* Collected data *
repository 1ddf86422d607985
use crate::models::{Booking, BookingStatus};

pub fn generate_ics(booking: &Booking, service_name: &str) -> String {
    let dtstart = booking.starts_at.format("%Y%m%dT%H%M%S").to_string();
    let dtend = booking.ends_at.format("%Y%m%dT%H%M%S").to_string();
    let dtstamp = booking.created_at.format("%Y%m%dT%H%M%S").to_string();
    let uid = format!("{}@slotbook", booking.id);

    let summary = format!("Appointment: {service_name}");
    let description = booking
        .notes
        .as_deref()
        .unwrap_or("No additional notes");
    let status = if booking.status == BookingStatus::Cancelled {
        "CANCELLED"
    } else {
        "CONFIRMED"
    };

    format!(
        "BEGIN:VCALENDAR\r\n\
         VERSION:2.0\r\n\
         PRODID:-//Slotbook//Booking//EN\r\n\
         BEGIN:VEVENT\r\n\
         UID:{uid}\r\n\
         DTSTAMP:{dtstamp}\r\n\
         DTSTART:{dtstart}\r\n\
         DTEND:{dtend}\r\n\
         SUMMARY:{summary}\r\n\
         DESCRIPTION:{description}\r\n\
         STATUS:{status}\r\n\
         END:VEVENT\r\n\
         END:VCALENDAR\r\n"
    )
}

#[cfg(test)]
mod tests {
    use super::*;
    use crate::models::BookingSource;
    use chrono::NaiveDateTime;

    fn booking(notes: Option<&str>, status: BookingStatus) -> Booking {
        Booking {
            id: "test-123".to_string(),
            service_id: "svc-1".to_string(),
            client_name: Some("Alice".to_string()),
            client_phone: None,
            starts_at: NaiveDateTime::parse_from_str("2025-03-15 14:00:00", "%Y-%m-%d %H:%M:%S").unwrap(),
            ends_at: NaiveDateTime::parse_from_str("2025-03-15 15:15:00", "%Y-%m-%d %H:%M:%S").unwrap(),
            status,
            notes: notes.map(str::to_string),
            source: BookingSource::Web,
            created_at: NaiveDateTime::parse_from_str("2025-03-10 10:00:00", "%Y-%m-%d %H:%M:%S").unwrap(),
            updated_at: NaiveDateTime::parse_from_str("2025-03-10 10:00:00", "%Y-%m-%d %H:%M:%S").unwrap(),
        }
    }

    #[test]
    fn test_generate_ics() {
        let ics = generate_ics(&booking(Some("Sensitive skin"), BookingStatus::Confirmed), "Facial");
        assert!(ics.contains("BEGIN:VCALENDAR"));
        assert!(ics.contains("BEGIN:VEVENT"));
        assert!(ics.contains("DTSTART:20250315T140000"));
        assert!(ics.contains("DTEND:20250315T151500"));
        assert!(ics.contains("SUMMARY:Appointment: Facial"));
        assert!(ics.contains("DESCRIPTION:Sensitive skin"));
        assert!(ics.contains("UID:test-123@slotbook"));
        assert!(ics.contains("STATUS:CONFIRMED"));
        assert!(ics.contains("END:VCALENDAR"));
    }

    #[test]
    fn test_generate_ics_cancelled_no_notes() {
        let ics = generate_ics(&booking(None, BookingStatus::Cancelled), "Facial");
        assert!(ics.contains("DESCRIPTION:No additional notes"));
        assert!(ics.contains("STATUS:CANCELLED"));
    }
}
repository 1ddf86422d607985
use std::collections::BTreeMap;
use std::sync::Arc;

use anyhow::Context;
use axum::extract::{Query, State};
use axum::http::StatusCode;
use axum::response::{IntoResponse, Response};
use axum::Json;
use chrono::{Duration, Months, NaiveDate};
use rusqlite::Connection;
use serde::Deserialize;

use crate::db::{queries, SqliteSchedule};
use crate::errors::AppError;
use crate::models::{AvailabilityResponse, MonthOverview, Service};
use crate::services::availability::{AvailabilityResolver, ScheduleSnapshot};
use crate::state::AppState;

const NO_SERVICES: &str = "no services";
const NO_AVAILABILITY: &str = "no availability";

// GET /availability
#[derive(Deserialize)]
#[serde(rename_all = "camelCase")]
pub struct AvailabilityQuery {
    pub service_id: Option<String>,
    pub date: Option<String>,
    pub limit: Option<i64>,
}

pub async fn get_availability(
    State(state): State<Arc<AppState>>,
    Query(query): Query<AvailabilityQuery>,
) -> Response {
    let date = match query.date.as_deref().filter(|d| !d.is_empty()) {
        Some(raw) => match NaiveDate::parse_from_str(raw, "%Y-%m-%d") {
            Ok(date) if date.succ_opt().is_some() => Some(date),
            _ => {
                return AppError::BadRequest(format!("invalid date: {raw}")).into_response();
            }
        },
        None => None,
    };

    match compute_availability(&state, query.service_id.as_deref(), date, query.limit) {
        Ok(body) => Json(body).into_response(),
        Err(e) => {
            tracing::error!(error = %e, "failed to compute availability");
            (
                StatusCode::INTERNAL_SERVER_ERROR,
                Json(AvailabilityResponse::internal_error()),
            )
                .into_response()
        }
    }
}

fn compute_availability(
    state: &AppState,
    service_id: Option<&str>,
    date: Option<NaiveDate>,
    limit: Option<i64>,
) -> anyhow::Result<AvailabilityResponse> {
    let config = &state.config;
    let now = state.clock.now();
    let start = date.unwrap_or(now.date());
    let search_days = config.search_days.max(1);
    let days = if date.is_some() { 1 } else { search_days };
    let last = start
        .checked_add_signed(Duration::days(days as i64 - 1))
        .with_context(|| format!("scan from {start} runs past the calendar"))?;

    let (service, snapshot) = {
        let db = state.db()?;
        let Some(service) = choose_service(&db, service_id)? else {
            return Ok(AvailabilityResponse::unavailable(NO_SERVICES));
        };
        let snapshot = ScheduleSnapshot::load(&SqliteSchedule::new(&db), start, last)?;
        (service, snapshot)
    };

    let resolver = AvailabilityResolver::new(&snapshot, config.slot_step_minutes, now);
    let offset = config.business_offset();

    let response = match date {
        Some(date) => {
            let day = resolver.slots_on(&service, date);
            if day.slots.is_empty() {
                AvailabilityResponse::empty_day(date)
            } else {
                AvailabilityResponse::from_day(&day, offset)
            }
        }
        None => {
            let limit = limit.unwrap_or(config.default_slot_limit as i64).max(1) as usize;
            match resolver.find_next_available(&service, start, search_days, Some(limit)) {
                Some(day) => AvailabilityResponse::from_day(&day, offset),
                None => AvailabilityResponse::unavailable(NO_AVAILABILITY),
            }
        }
    };

    Ok(response)
}

/// The requested service when it exists and is active, otherwise the first active
/// service by display order.
fn choose_service(conn: &Connection, service_id: Option<&str>) -> anyhow::Result<Option<Service>> {
    if let Some(id) = service_id.filter(|id| !id.is_empty()) {
        if let Some(service) = queries::get_active_service(conn, id)? {
            return Ok(Some(service));
        }
        tracing::debug!(service_id = id, "unknown or inactive service, using first active");
    }
    queries::first_active_service(conn)
}

// GET /availability/month
#[derive(Deserialize)]
#[serde(rename_all = "camelCase")]
pub struct MonthQuery {
    pub service_id: Option<String>,
    pub month: String,
}

pub async fn get_month_availability(
    State(state): State<Arc<AppState>>,
    Query(query): Query<MonthQuery>,
) -> Result<Json<MonthOverview>, AppError> {
    let invalid_month = || AppError::BadRequest(format!("invalid month: {}", query.month));
    let first = NaiveDate::parse_from_str(&format!("{}-01", query.month), "%Y-%m-%d")
        .map_err(|_| invalid_month())?;
    let last = first
        .checked_add_months(Months::new(1))
        .and_then(|d| d.pred_opt())
        .ok_or_else(invalid_month)?;

    let config = &state.config;
    let now = state.clock.now();
    let today = now.date();
    let horizon = today + Duration::days(config.month_horizon_days as i64);
    let scan_from = first.max(today);
    let scan_to = last.min(horizon);

    let (service, snapshot) = {
        let db = state.db()?;
        let Some(service) = choose_service(&db, query.service_id.as_deref())? else {
            return Ok(Json(MonthOverview {
                month: query.month,
                reason: Some(NO_SERVICES.to_string()),
                ..MonthOverview::default()
            }));
        };
        let snapshot = if scan_from <= scan_to {
            ScheduleSnapshot::load(&SqliteSchedule::new(&db), scan_from, scan_to)?
        } else {
            ScheduleSnapshot::default()
        };
        (service, snapshot)
    };

    let resolver = AvailabilityResolver::new(&snapshot, config.slot_step_minutes, now);
    let mut days = BTreeMap::new();
    for date in first.iter_days().take_while(|d| *d <= last && *d <= horizon) {
        let available = date >= today && resolver.has_availability(&service, date);
        days.insert(date.format("%Y-%m-%d").to_string(), available);
    }

    Ok(Json(MonthOverview {
        service_id: Some(service.id),
        month: query.month,
        days,
        reason: None,
    }))
}
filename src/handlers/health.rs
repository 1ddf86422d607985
use axum::Json;

pub async fn health() -> Json<serde_json::Value> {
    Json(serde_json::json!({ "status": "ok" }))
}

* TASK PROMPT *
Return, exactly as they stand, the lines from the start of the records above through the line with "VERSION:2.0\r\n\", both ends included, and no other lines.

* ANSWER *
repository 1ddf86422d607985
use crate::models::{Booking, BookingStatus};

pub fn generate_ics(booking: &Booking, service_name: &str) -> String {
    let dtstart = booking.starts_at.format("%Y%m%dT%H%M%S").to_string();
    let dtend = booking.ends_at.format("%Y%m%dT%H%M%S").to_string();
    let dtstamp = booking.created_at.format("%Y%m%dT%H%M%S").to_string();
    let uid = format!("{}@slotbook", booking.id);

    let summary = format!("Appointment: {service_name}");
    let description = booking
        .notes
        .as_deref()
        .unwrap_or("No additional notes");
    let status = if booking.status == BookingStatus::Cancelled {
        "CANCELLED"
    } else {
        "CONFIRMED"
    };

    format!(
        "BEGIN:VCALENDAR\r\n\
         VERSION:2.0\r\n\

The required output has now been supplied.